2 Kasım 2014 Pazar

'ÂŞÛRÂ GÜNÜNDE VUKÛ’ BULAN OLAYLAR


'ÂŞÛRÂ GÜNÜNDE VUKÛ’ BULAN OLAYLAR

(1)                 Allâh’ın, Âdem –aleyhi’s-selâm-ın tevbesini bu günde kabul ettiği ve Âdem –aleyhi’s-selâm-in bu günde ‘Safiyyüllâh’ olduğu,

(2)                 İdris –aleyhi’s-selâm-ın yûce bir mekâna bu günde ref olunduğu,

(3)                 Nuh –aleyhi’s-selâm-u gemiden bu günde çıkardığı,

(4)                 İbrâhîm –aleyhi’s-selâm-i ateşten bu günde kurtardığı,

(5)                 Tevrat’ı Musa –aleyhi’s-selâm-a bu günde indirdiği,

(6)                 Yûsuf –aleyhi’s-selâm-u zindandan bu günde kurtardığı,

(7)                 Ya’kûb –aleyhi’s-selâm-un gözlerinin bu günde iâde olunduğu,

(8)                 Eyyûb –aleyhi’s-selâm-un bu günde şifâya kavuşduğu,

(9)                 Yûnüs –aleyhi’s-selâm-un balığın karnından bu günde kurtulduğu,

(10)              Kızıldeniz’in Benî İsrâîl’e bu günde yarılıp geçtikleri ve kurtuldukları,

(11)              Dâvûd –aleyhi’s-selâm-ın bu günde mağfiret olunduğu,

(12)              Süleyman –aleyhi’s-selâm-a bu günde mülk ve saltanat verildiği,

(13)              Muhammed -aleyhi’s-salâtü ve’s-selâm-ın geçmiş ve gelecek günâhlarının bu günde mağfiret olunduğu rivâyet olunur.

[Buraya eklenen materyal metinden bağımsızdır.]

//! Comment bodies and the anchor markup that ties a paragraph to them.
//!
//! Unlike revisions, comment targeting is paragraph-granular: the anchor
//! wraps the whole paragraph that contained the matched text, not just the
//! match itself.

use crate::models::{CommentBody, CommentsPart, InlineNode, Paragraph};

/// Next free comment identifier: one past the highest id already in the
/// collection, counting bodies appended earlier in this batch. The comment id
/// space is disjoint from revision ids.
pub fn next_comment_id(part: &CommentsPart) -> u64 {
    let appended_max = part.bodies().iter().map(|b| b.id).max().unwrap_or(0);
    part.max_existing_id().max(appended_max) + 1
}

/// Build one comment body record.
pub fn build_comment_body(id: u64, author: &str, text: &str, date: &str) -> CommentBody {
    CommentBody {
        id,
        author: author.to_string(),
        initials: author.chars().next().unwrap_or('A'),
        date: date.to_string(),
        text: text.to_string(),
    }
}

/// Wrap the paragraph's entire content in a comment anchor: range-start at
/// the first position, range-end at the last, then the reference run.
pub fn anchor_paragraph(para: &mut Paragraph, id: u64) {
    para.insert_node(0, InlineNode::CommentRangeStart(id));
    para.push_node(InlineNode::CommentRangeEnd(id));
    para.push_node(InlineNode::CommentReference(id));
}
use serde::{Deserialize, Serialize};
use std::path::{Path, PathBuf};
use thiserror::Error;

#[derive(Debug, Error)]
pub enum ConfigError {
    #[error("Failed to read config file at {config_path}: {source}")]
    ConfigReadError {
        config_path: PathBuf,
        source: std::io::Error,
    },

    #[error("Failed to parse config file at {config_path}: {source}")]
    ConfigParseError {
        config_path: PathBuf,
        source: toml::de::Error,
    },
}

/// Optional user configuration. Every field has a built-in default, so a
/// missing config file is not an error.
#[derive(Debug, Default, Serialize, Deserialize)]
pub struct Config {
    /// Author name used when the document carries no author metadata.
    #[serde(default)]
    pub fallback_author: Option<String>,
    /// Suffix appended to the input file stem when no output path is given.
    #[serde(default)]
    pub output_suffix: Option<String>,
}

impl Config {
    pub fn load_from_path<P: AsRef<Path>>(config_path: P) -> Result<Option<Self>, ConfigError> {
        let config_path = config_path.as_ref();
        if !config_path.exists() {
            return Ok(None);
        }

        let content = std::fs::read_to_string(config_path).map_err(|source| {
            ConfigError::ConfigReadError {
                config_path: config_path.to_path_buf(),
                source,
            }
        })?;

        let config: Config =
            toml::from_str(&content).map_err(|source| ConfigError::ConfigParseError {
                config_path: config_path.to_path_buf(),
                source,
            })?;

        Ok(Some(config))
    }

    pub fn load() -> Result<Option<Self>, ConfigError> {
        let config_path = Self::config_path();
        Self::load_from_path(&config_path)
    }

    pub fn save_to_path<P: AsRef<Path>>(&self, config_path: P) -> anyhow::Result<()> {
        let config_path = config_path.as_ref();
        if let Some(parent) = config_path.parent() {
            std::fs::create_dir_all(parent)?;
        }
        let content = toml::to_string_pretty(self)?;
        std::fs::write(config_path, content)?;
        Ok(())
    }

    pub fn config_path() -> PathBuf {
        let config_dir = shellexpand::tilde("~/.config/docx-redline");
        PathBuf::from(config_dir.as_ref()).join("config.toml")
    }
}

#[cfg(test)]
mod tests {
    use super::*;
    use tempfile::TempDir;

    #[test]
    fn missing_config_file_is_ok() {
        let dir = TempDir::new().unwrap();
        let result = Config::load_from_path(dir.path().join("config.toml")).unwrap();
        assert!(result.is_none());
    }

    #[test]
    fn round_trips_through_toml() {
        let dir = TempDir::new().unwrap();
        let path = dir.path().join("config.toml");

        let config = Config {
            fallback_author: Some("Reviewer".to_string()),
            output_suffix: Some("_redlined".to_string()),
        };
        config.save_to_path(&path).unwrap();

        let loaded = Config::load_from_path(&path).unwrap().unwrap();
        assert_eq!(loaded.fallback_author.as_deref(), Some("Reviewer"));
        assert_eq!(loaded.output_suffix.as_deref(), Some("_redlined"));
    }

    #[test]
    fn empty_file_uses_defaults() {
        let dir = TempDir::new().unwrap();
        let path = dir.path().join("config.toml");
        std::fs::write(&path, "").unwrap();

        let loaded = Config::load_from_path(&path).unwrap().unwrap();
        assert!(loaded.fallback_author.is_none());
        assert!(loaded.output_suffix.is_none());
    }

    #[test]
    fn malformed_file_is_a_parse_error() {
        let dir = TempDir::new().unwrap();
        let path = dir.path().join("config.toml");
        std::fs::write(&path, "fallback_author = [not toml").unwrap();

        let result = Config::load_from_path(&path);
        assert!(matches!(result, Err(ConfigError::ConfigParseError { .. })));
    }
}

(14)              Dünyânın yaradılmağa ilk başlandığı,

(15)              Yeryüzüne yağmurun ilk yağdığı gün âşûra günüdür, diye de rivâyet olunmuştur.

Er-Ravzu’l-Fâık kitabında şu kıssa anlatılır:

 

Bir vakit Basra’da servet sahibi bir adam vardı. Her senenin âşûra gününde müslüman kardeşlerini evine toplar, sabaha kadar Kur’ân okuyarak okutarak geceyi ihya ederler, nerde fakîr ve yoksul, kimsesiz varsa buldurur, hepsine tasaddukda bulunur, dul ve yetimlere ikrâmda bulunur, elinden gelen hayrı fazlasıyla yapardı. Evinin bitişiğinde bir komşusu bulunuyordu ve komşusunun hem anası, hem de kızı senelerden beri yürüyemez vaziyette idiler. Kız, babasına sordu:

 

--- Babacığım bu gün nedir? Komşumuz herkesi evine toplayıp bu geceyi Kur’ân ve zikirle ihya ediyor?

 

Babası: --- Yavrucuğum, bu gün âşûra günüdür, Allâh katında bu günün hürmeti büyüktür, ayrıca çok da faziletleri vardır, dedi.

 

Sonra uykuya vardılar. Fakat kız çocuğunun gözüne uyku girmiyordu. Sanki nefesi kesilmiş bir halde huşû’ ve haşyet ile Kur’ân’ı ve zikrullah’ı dinliyordu. Kur’ân’ın hatim duâsını yapdıkları vakit, yüzünü semâya doğru çevirdi ve Allâh’a niyâz ederek:

 

--- Ey Mevlâm! Bu gecenin senin indindeki hürmeti hakkı için, senin rızânı kazanmak için bu gece Kur’ân’ını okumak için uyumamış kulların hürmeti için beni şu hâlimden kurtar, kalbimin kırıklığını sar! dedi.

 

Daha sözünü bitirmemişdi, o anda afiyet bularak bütün ağrı ve sancılarından kurtularak kalkıp doğruldu. Sabahleyin bu hâli görünce şaşıp kalan babası:

 

--- Kızım bu nasıl oldu? diye sordu.

 

O da: --- Babacığım, bu gün ile Allâh’a tevessül ettim. O da ânında bana sıhhatimi ihsan etti, dedi.